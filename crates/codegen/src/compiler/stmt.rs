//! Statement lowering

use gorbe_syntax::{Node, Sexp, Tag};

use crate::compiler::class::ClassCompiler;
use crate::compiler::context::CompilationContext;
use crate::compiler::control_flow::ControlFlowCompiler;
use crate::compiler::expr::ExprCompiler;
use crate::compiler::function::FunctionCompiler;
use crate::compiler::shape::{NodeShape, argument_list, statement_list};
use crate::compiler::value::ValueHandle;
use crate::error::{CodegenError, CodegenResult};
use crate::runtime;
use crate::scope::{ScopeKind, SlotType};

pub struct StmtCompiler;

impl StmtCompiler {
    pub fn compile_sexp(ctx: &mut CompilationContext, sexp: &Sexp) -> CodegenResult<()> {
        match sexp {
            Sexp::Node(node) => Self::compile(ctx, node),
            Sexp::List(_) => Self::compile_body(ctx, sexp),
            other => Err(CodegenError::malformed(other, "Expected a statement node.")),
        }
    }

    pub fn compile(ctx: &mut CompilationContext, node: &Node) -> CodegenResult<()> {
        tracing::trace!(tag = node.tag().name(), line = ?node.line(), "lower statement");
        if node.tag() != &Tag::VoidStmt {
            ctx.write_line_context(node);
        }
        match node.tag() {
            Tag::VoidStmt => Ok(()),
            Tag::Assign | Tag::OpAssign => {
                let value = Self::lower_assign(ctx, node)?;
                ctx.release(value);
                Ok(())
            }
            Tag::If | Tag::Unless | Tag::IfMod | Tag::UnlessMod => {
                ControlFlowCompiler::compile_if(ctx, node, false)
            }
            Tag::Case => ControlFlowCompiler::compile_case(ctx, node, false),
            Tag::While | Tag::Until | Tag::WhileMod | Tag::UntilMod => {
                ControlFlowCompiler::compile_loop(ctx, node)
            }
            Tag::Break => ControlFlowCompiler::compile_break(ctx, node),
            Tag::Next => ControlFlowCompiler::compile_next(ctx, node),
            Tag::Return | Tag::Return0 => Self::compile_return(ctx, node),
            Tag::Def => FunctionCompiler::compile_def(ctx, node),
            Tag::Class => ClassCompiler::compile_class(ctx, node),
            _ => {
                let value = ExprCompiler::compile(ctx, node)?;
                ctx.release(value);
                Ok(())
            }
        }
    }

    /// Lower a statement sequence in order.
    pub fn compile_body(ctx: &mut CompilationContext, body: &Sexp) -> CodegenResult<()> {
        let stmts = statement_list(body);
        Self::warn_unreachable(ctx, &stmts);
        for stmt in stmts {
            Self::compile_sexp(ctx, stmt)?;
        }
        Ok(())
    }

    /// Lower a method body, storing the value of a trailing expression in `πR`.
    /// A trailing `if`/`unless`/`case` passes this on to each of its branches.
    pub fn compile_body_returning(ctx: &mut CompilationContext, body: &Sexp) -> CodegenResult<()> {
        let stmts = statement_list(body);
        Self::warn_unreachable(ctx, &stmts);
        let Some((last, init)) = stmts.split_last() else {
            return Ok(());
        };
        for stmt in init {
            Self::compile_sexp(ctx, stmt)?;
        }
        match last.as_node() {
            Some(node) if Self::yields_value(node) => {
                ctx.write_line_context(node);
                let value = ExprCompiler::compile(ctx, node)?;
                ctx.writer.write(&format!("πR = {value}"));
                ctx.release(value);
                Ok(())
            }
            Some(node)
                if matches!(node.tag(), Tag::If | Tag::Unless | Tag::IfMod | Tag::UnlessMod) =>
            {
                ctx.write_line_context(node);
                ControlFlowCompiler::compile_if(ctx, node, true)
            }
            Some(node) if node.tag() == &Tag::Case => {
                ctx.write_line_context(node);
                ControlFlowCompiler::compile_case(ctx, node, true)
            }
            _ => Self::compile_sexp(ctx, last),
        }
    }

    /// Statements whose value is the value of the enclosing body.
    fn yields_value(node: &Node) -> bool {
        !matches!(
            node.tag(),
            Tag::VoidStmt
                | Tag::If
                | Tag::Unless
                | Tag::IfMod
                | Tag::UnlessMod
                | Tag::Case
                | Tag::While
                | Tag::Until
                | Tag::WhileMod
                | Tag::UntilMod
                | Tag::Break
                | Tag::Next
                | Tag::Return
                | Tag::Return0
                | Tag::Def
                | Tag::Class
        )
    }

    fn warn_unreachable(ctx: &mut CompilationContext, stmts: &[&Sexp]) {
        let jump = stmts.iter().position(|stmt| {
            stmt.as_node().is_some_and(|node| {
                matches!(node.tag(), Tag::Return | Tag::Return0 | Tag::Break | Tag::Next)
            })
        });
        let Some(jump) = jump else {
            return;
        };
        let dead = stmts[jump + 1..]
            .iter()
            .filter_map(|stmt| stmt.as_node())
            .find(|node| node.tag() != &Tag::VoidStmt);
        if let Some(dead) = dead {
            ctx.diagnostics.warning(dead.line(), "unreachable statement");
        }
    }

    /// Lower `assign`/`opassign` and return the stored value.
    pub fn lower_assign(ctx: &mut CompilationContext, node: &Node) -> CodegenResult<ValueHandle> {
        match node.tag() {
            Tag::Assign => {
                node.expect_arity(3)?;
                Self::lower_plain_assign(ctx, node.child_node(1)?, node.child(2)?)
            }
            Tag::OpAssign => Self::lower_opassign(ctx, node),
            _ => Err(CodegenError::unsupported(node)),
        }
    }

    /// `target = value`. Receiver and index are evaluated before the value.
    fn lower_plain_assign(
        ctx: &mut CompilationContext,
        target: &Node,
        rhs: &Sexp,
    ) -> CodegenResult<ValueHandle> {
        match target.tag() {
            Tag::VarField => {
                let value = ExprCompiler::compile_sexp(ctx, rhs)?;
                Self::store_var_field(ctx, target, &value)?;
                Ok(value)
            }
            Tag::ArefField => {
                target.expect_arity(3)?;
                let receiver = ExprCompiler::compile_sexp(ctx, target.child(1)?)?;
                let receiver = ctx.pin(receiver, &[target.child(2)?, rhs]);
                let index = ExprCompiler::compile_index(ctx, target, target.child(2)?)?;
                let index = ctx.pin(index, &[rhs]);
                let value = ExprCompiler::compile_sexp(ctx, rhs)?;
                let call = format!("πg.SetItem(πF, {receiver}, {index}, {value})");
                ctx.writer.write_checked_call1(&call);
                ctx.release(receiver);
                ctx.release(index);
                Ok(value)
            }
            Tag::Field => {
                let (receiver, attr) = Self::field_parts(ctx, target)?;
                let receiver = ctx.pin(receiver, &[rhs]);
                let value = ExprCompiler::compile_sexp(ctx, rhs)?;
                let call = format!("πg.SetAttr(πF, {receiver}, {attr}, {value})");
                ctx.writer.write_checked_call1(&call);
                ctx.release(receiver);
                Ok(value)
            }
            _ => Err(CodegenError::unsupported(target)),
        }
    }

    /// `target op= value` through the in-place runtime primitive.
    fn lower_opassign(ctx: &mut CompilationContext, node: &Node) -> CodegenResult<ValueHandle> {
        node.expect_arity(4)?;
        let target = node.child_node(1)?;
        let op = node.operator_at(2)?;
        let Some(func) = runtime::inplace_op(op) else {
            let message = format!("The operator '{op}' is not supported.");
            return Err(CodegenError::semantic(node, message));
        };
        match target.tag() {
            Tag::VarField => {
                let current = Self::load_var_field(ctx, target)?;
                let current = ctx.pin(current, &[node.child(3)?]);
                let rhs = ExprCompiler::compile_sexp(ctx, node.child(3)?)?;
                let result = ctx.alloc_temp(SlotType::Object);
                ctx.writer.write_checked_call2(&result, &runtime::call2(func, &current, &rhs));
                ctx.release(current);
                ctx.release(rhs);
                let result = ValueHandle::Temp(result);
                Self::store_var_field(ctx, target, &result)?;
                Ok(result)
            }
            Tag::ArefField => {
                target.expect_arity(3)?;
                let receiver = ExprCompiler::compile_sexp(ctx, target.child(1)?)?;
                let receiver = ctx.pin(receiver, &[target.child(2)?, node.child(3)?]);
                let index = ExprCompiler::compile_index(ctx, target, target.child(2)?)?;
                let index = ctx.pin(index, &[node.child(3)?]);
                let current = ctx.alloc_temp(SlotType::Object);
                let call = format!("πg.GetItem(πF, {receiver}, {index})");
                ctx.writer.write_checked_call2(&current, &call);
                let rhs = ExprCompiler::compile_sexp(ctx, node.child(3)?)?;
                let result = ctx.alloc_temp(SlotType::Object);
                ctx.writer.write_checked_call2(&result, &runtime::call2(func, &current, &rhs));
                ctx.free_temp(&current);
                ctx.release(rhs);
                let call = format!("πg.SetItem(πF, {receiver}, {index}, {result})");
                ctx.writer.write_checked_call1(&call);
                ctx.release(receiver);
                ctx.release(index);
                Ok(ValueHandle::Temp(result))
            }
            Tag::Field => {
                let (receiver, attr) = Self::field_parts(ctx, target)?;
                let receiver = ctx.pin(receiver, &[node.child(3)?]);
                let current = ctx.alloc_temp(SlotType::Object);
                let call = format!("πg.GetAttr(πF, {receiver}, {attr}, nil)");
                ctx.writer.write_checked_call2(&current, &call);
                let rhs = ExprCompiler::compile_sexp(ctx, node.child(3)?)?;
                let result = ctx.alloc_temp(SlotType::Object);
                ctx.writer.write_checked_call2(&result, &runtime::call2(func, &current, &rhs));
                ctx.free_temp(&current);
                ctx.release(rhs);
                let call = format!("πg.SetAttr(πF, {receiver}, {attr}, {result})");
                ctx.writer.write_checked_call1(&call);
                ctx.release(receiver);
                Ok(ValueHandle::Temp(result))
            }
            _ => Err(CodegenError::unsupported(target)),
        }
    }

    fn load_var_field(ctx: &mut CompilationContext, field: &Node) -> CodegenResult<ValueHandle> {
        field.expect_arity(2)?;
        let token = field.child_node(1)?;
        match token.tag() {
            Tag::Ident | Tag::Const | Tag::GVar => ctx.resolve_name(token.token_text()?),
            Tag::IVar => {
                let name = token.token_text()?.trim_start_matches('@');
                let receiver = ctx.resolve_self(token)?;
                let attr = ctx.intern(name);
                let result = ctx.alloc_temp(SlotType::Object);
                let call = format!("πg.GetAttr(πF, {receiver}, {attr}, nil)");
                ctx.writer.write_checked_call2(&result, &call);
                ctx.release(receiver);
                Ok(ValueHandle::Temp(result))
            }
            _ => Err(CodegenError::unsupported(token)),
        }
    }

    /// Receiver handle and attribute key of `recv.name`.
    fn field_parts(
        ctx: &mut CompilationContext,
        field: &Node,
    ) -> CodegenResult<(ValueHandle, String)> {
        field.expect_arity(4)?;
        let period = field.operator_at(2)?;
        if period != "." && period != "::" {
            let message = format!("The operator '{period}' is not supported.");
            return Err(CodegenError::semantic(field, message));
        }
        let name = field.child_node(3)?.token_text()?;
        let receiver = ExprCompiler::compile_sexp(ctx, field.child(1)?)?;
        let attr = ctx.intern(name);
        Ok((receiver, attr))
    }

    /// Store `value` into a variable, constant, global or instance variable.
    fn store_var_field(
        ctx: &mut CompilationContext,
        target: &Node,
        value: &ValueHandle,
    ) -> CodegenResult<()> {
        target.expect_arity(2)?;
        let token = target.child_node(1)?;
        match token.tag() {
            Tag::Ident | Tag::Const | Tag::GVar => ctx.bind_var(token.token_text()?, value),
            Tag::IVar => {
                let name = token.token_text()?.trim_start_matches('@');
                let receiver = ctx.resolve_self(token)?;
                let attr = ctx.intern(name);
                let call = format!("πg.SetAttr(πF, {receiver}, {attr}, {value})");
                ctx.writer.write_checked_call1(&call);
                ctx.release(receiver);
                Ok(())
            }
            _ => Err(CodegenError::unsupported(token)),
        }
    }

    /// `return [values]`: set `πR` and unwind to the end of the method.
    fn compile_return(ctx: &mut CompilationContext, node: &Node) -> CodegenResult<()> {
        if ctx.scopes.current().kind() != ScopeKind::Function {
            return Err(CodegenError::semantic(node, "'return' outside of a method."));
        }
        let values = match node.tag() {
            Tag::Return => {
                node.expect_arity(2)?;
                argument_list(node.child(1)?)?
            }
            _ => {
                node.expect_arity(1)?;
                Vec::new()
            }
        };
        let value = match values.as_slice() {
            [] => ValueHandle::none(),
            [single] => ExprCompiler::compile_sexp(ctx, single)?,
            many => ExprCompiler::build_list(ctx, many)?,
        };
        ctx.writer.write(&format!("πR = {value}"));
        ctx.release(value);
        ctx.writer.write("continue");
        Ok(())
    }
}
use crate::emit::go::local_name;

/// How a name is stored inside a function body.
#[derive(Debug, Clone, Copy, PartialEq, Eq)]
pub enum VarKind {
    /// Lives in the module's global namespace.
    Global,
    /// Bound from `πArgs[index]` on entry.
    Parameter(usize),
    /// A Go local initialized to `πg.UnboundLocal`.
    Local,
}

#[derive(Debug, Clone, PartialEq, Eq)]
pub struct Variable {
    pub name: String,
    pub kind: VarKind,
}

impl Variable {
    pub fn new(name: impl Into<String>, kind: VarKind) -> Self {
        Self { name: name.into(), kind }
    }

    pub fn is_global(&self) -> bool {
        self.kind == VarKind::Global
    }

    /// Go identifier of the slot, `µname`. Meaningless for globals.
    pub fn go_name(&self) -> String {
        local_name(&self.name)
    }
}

==================================================

About this exercise:
For every line of the records that has the word "CodegenError" in it, make a copy.

Task result:
use crate::error::{CodegenError, CodegenResult};
            other => Err(CodegenError::malformed(other, "Expected a statement node.")),
            _ => Err(CodegenError::unsupported(node)),
            _ => Err(CodegenError::unsupported(target)),
            return Err(CodegenError::semantic(node, message));
            _ => Err(CodegenError::unsupported(target)),
            _ => Err(CodegenError::unsupported(token)),
            return Err(CodegenError::semantic(field, message));
            _ => Err(CodegenError::unsupported(token)),
            return Err(CodegenError::semantic(node, "'return' outside of a method."));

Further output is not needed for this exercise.